On the Quantum Mechanics of the Human Intellect and the Stories It Creates
If human beings are to explore those distant and wished for lands, we must first come to grips with some of the perplexing conceptual issues that have dogged quantum physics since its inception. These riddles dance around the enigma of quantum observership. Its contemplation brings us back from the realm of the multiverse to the intimate confines of our own skin, where we ask what it means to say that “we” “observe” “nature.”

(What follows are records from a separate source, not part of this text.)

//! One-shot operations against the home hub.
//!
//! Usage:
//!   cargo run --bin hub-ctl -- toggle <room> <device> [--current-state]
//!   cargo run --bin hub-ctl -- detect <image.b64>
//!   cargo run --bin hub-ctl -- watch

use clap::{Parser, Subcommand};
use log::info;
use maison_link::config::{AlertMode, Config, load_dotenv};
use maison_link::input::detection::DetectionClient;
use maison_link::session::Session;
use maison_link::{HubError, Result};
use std::time::Duration;

#[derive(Parser)]
#[command(name = "hub-ctl")]
#[command(about = "One-shot commands for the Maison Link hub")]
struct Cli {
    /// Broker URL, e.g. mqtt://10.0.0.2:1883
    #[arg(long, env = "MQTT_URL")]
    broker: Option<String>,

    /// How long to wait for the broker before giving up, in seconds
    #[arg(long, default_value_t = 10)]
    connect_timeout: u64,

    #[command(subcommand)]
    command: Commands,
}

#[derive(Subcommand)]
enum Commands {
    /// Toggle a device away from its current state
    Toggle {
        room: String,
        device: String,

        /// The device is currently on (sends "0")
        #[arg(long)]
        current_state: bool,
    },
    /// Run fall detection on a base64-encoded image file
    Detect { image_file: String },
    /// Print every state change as JSON until Ctrl+C
    Watch {
        #[arg(long, default_value_t = AlertMode::Auto)]
        alert_mode: AlertMode,
    },
}

async fn wait_online(session: &Session, timeout: Duration) -> Result<()> {
    let mut state = session.watch();
    tokio::time::timeout(timeout, async {
        while !state.borrow_and_update().is_online() {
            state.changed().await.map_err(|_| HubError::SessionClosed)?;
        }
        Ok::<_, HubError>(())
    })
    .await
    .map_err(|_| HubError::NotConnected)?
}

async fn toggle(
    mut config: Config,
    timeout: Duration,
    room: &str,
    device: &str,
    current_state: bool,
) -> Result<()> {
    // Device commands never depend on the alert feed.
    config.alert.mode = AlertMode::Poll;
    let session = Session::start(config).await?;

    let result = async {
        wait_online(&session, timeout).await?;
        session.toggle_device(room, device, current_state).await
    }
    .await;
    session.close().await;

    let command = result?;
    println!("{} <- {}", command.topic, command.payload);
    Ok(())
}

async fn detect(config: Config, image_file: &str) -> Result<()> {
    let image = std::fs::read_to_string(image_file)?;
    let client = DetectionClient::new(&config.detection)?;
    let result = client.detect(image.trim()).await;

    match result.confidence {
        Some(confidence) => println!("fall: {} (confidence {:.2})", result.fall, confidence),
        None => println!("fall: {}", result.fall),
    }
    Ok(())
}

async fn watch(mut config: Config, alert_mode: AlertMode) -> Result<()> {
    config.alert.mode = alert_mode;
    let session = Session::start(config).await?;
    info!("Watching ({} alerts), press Ctrl+C to stop", session.alert_mode());

    let mut state = session.watch();
    loop {
        println!("{}", serde_json::to_string(&*state.borrow_and_update())?);
        tokio::select! {
            _ = tokio::signal::ctrl_c() => break,
            changed = state.changed() => if changed.is_err() { break },
        }
    }

    session.close().await;
    Ok(())
}

#[tokio::main]
async fn main() {
    load_dotenv();
    env_logger::Builder::from_env(env_logger::Env::default().default_filter_or("warn"))
        .format_timestamp_millis()
        .init();

    let cli = Cli::parse();
    let result = async {
        let mut config = Config::from_env()?;
        if let Some(url) = &cli.broker {
            config.mqtt.set_url(url)?;
        }
        let timeout = Duration::from_secs(cli.connect_timeout);

        match &cli.command {
            Commands::Toggle {
                room,
                device,
                current_state,
            } => toggle(config, timeout, room, device, *current_state).await,
            Commands::Detect { image_file } => detect(config, image_file).await,
            Commands::Watch { alert_mode } => watch(config, *alert_mode).await,
        }
    }
    .await;

    if let Err(e) = result {
        eprintln!("Error: {}", e);
        std::process::exit(1);
    }
}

- Timothy Ferris, The Whole Shebang: A State-of-the-Universe(s) Report
During the crisis of modern science in the late nineteenth and early twentieth centuries, the postulates of early scientific discoveries had been refuted. In one of science’s most defining moments, an undisturbed photon of light was found to exhibit both wave-like and particulate qualities. The relationship between these two qualities would later be termed complementarity by Niels Bohr, one of the scientists at the forefront of this discovery. As Thomas S. Kuhn notes in The Structure of Scientific Revolutions, “Before [the theory of quantum mechanics] was developed by Plank, Einstein, and others early in [the twentieth] century, physics texts taught that light was transverse wave motion” (12). So staggering was this discovery that in his autobiography, Albert Einstein recounts, “All my attempts to adapt the theoretical foundations of physics [to the new quantum knowns] failed completely. It was as if the ground had been pulled out from under one, with no firm foundation to be seen anywhere upon which one could have been built.” Not surprisingly, this arrest of the fundamental postulates of classical physics sparked a reevaluation of the “world view” by the ...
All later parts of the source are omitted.